二叶式主动脉瓣中miRNA-195调控瓣膜钙化的机制研究

目的：探究二叶式主动脉瓣中miRNA-195调控瓣膜钙化的可能机制。方法：收集35例接受主动脉瓣置换术患者狭窄的二叶式或三叶式主动脉瓣，通过PCR及Western blot分别检测miRNA-195的表达量、果蝇母源抗皮肤生长因子（drosophila mothers against decapentaplegic 7，SMAD7）的mRNA及蛋白表达量。双荧光素酶法预测miRNA-195的靶基因。在猪瓣膜间质细胞中分别沉默和过表达miRNA-195，检测SMAD7的mRNA表达水平并探究两者的相互关系。在人类瓣膜组织上通过免疫组化染色检测基质金属蛋白酶（matrix metalloproteinase，MMP）-2、MMP-9蛋白水平，通过天狼星红染色检测胶原蛋白水平，通过Von Kossa染色比较钙化程度差异，进而研究钙化相关的功能改变。结果：与狭窄的三叶式主动脉瓣相比，狭窄的二叶式主动脉瓣中miRNA-195表达降低，SMAD7的mRNA和蛋白水平升高。双荧光素酶实验提示SMAD7是miRNA-195的直接靶标。在猪瓣膜间质细胞中沉默miRNA-195引起SMAD7 mRNA水平升高，过表达miRNA-195引起SMAD7 mRNA水平降低。狭窄钙化的二叶式主动脉瓣组织中MMP-2、MMP-9及胶原的表达较狭窄钙化的三叶式主动脉瓣升高。结论：在二叶式主动脉瓣中，下调的miRNA-195促进了SMAD7表达，进而促进细胞外基质的纤维化并最终促进其钙化。

Calcification mechanism regulated by miRNA-195 in bicuspid aortic valve

Objective: To investigate the calcification mechanism of bicuspid aortic valve(BAV) which involves the microRNA-195. Methods: Stenotic BAV or degenerative tricuspid aortic valve(DTV) samples were collected from 35 patients undergoing aortic valve replacement. The mRNA expression of miRNA-195 and SMAD7, and protein expression of SMAD7 were determined by RT-PCR and Western blot, respectively.
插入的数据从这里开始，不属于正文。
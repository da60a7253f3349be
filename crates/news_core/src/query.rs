use url::Url;

/// Guardian content search endpoint.
pub const SEARCH_ENDPOINT: &str = "https://content.guardianapis.com/search";
/// Public developer key accepted by the endpoint.
pub const DEFAULT_API_KEY: &str = "test";
/// Section sentinel meaning "do not filter by section".
pub const SECTION_ALL: &str = "all";
pub const DEFAULT_ORDER_BY: &str = "newest";

/// User-facing query parameters for one load cycle.
#[derive(Debug, Clone, PartialEq, Eq)]
pub struct LoadQuery {
    pub keyword: String,
    pub section: String,
    pub order_by: String,
}

impl LoadQuery {
    pub fn new(
        keyword: impl Into<String>,
        section: impl Into<String>,
        order_by: impl Into<String>,
    ) -> Self {
        Self {
            keyword: keyword.into(),
            section: section.into(),
            order_by: order_by.into(),
        }
    }
}

impl Default for LoadQuery {
    fn default() -> Self {
        Self::new("", SECTION_ALL, DEFAULT_ORDER_BY)
    }
}

/// Base URL and API key every search request starts from.
#[derive(Debug, Clone, PartialEq, Eq)]
pub struct SearchEndpoint {
    base: Url,
    api_key: String,
}

impl SearchEndpoint {
    pub fn new(base: Url, api_key: impl Into<String>) -> Self {
        Self {
            base,
            api_key: api_key.into(),
        }
    }

    pub fn with_api_key(mut self, api_key: impl Into<String>) -> Self {
        self.api_key = api_key.into();
        self
    }

    pub fn base(&self) -> &Url {
        &self.base
    }

    pub fn api_key(&self) -> &str {
        &self.api_key
    }
}

impl Default for SearchEndpoint {
    fn default() -> Self {
        let base = Url::parse(SEARCH_ENDPOINT).expect("search endpoint constant is a valid url");
        Self::new(base, DEFAULT_API_KEY)
    }
}

/// Builds the request URL for `query`.
///
/// `q` and `order-by` are always present, `q` possibly empty. `section` is
/// omitted when it equals [`SECTION_ALL`].
pub fn build_search_url(endpoint: &SearchEndpoint, query: &LoadQuery) -> Url {
    let mut url = endpoint.base.clone();
    {
        let mut pairs = url.query_pairs_mut();
        pairs.append_pair("api-key", &endpoint.api_key);
        pairs.append_pair("show-tags", "contributor");
        pairs.append_pair("q", &query.keyword);
        if query.section != SECTION_ALL {
            pairs.append_pair("section", &query.section);
        }
        pairs.append_pair("order-by", &query.order_by);
    }
    url
}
Dual-luciferase assay was performed to determine putative target of miRNA-195. In porcine valve interstitial cells(VIC) ,we down-regulated and up-regulated the microRNA-195 level, and examine the mRNA expression of SMAD7 to explore the relationship between miRNA-195 and SMAD7. Moreover, in human leaflet samples, immunochemistry staining was carried out to test the protein expression of MMP-2 and MMP-9, and Sirus Red staining was done to investigate the expression of collagen, and the Von Kossa staining was implemented to explore the mineralization nodes. All of these were done to compare the functional alteration associated with cellular calcification. Results: Compared with TAV, the expression of miRNA-195 was remarkably lower in BAV with higher expression of SMAD7. Luciferase experiments validated that miRNA-195 directly targeted SMAD7. Overexpression of miRNA-195 inhibited the mRNA expression of SMAD7, while miRNA-195 inhibitor treatment resulted in increased SMAD7 expression in VIC. Finally, more MMP-2 and MMP-9 expression and more collagen distribution were observed in BAV than in DTV. Conclusion: Our study has demonstrated that miRNA-195 is much more down-regulated in stenotic BAV than that in DTV. The downregulation of miRNA-195 promotes valvular calcification via targeting SMAD7, which involves the fibrosis of extracellular matrix.